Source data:
· · · · ·

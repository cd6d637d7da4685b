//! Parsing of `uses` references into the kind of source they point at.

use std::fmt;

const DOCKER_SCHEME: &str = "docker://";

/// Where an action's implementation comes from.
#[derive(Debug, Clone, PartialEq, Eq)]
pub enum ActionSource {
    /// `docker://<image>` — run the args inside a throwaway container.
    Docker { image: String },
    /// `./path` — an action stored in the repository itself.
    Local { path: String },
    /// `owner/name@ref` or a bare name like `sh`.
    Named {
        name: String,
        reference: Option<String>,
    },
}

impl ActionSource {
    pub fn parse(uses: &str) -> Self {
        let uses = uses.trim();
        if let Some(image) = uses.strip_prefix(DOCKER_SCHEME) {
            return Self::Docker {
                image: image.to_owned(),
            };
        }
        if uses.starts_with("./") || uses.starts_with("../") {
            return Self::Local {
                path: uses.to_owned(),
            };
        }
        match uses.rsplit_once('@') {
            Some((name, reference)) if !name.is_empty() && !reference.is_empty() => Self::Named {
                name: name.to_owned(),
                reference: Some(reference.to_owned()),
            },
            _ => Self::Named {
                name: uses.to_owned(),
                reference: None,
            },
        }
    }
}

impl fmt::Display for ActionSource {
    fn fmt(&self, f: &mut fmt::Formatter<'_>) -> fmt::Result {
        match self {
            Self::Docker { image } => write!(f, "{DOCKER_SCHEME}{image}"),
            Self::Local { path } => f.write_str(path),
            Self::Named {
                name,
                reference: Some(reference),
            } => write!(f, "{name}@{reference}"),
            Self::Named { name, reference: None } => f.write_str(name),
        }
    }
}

· · · · ·

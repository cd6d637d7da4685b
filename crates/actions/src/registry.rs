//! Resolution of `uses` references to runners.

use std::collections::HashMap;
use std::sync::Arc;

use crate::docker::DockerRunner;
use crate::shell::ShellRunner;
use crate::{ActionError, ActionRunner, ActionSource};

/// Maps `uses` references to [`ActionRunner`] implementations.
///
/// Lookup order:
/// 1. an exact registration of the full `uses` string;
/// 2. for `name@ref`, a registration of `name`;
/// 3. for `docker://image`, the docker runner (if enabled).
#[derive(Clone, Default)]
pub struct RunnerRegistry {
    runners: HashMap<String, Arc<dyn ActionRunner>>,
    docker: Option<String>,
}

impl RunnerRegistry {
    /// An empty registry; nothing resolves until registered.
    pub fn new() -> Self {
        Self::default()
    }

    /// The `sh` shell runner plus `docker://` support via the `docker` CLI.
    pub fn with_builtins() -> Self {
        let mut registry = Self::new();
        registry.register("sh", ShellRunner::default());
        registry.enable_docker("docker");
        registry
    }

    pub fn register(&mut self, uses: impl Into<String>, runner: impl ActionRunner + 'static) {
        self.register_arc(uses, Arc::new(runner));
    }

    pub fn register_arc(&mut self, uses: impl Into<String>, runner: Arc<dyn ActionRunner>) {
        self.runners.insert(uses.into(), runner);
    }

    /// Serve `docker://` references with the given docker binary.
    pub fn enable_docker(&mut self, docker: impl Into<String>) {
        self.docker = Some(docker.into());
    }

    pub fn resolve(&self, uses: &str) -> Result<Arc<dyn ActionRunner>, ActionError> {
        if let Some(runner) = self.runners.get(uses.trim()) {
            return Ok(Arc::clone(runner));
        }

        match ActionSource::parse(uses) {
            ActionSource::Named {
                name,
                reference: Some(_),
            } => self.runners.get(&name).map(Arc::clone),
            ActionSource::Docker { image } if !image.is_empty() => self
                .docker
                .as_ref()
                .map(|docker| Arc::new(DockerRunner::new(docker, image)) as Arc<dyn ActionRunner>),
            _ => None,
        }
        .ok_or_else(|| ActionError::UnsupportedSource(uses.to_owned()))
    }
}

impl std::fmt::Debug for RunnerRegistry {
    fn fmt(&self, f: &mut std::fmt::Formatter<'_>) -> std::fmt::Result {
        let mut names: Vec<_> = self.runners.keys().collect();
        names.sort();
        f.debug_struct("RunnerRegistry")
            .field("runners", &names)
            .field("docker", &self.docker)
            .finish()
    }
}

· · · · ·

What to produce:
How many of the lines above hold "derive"? Answer with only the number.

Problem solution:
2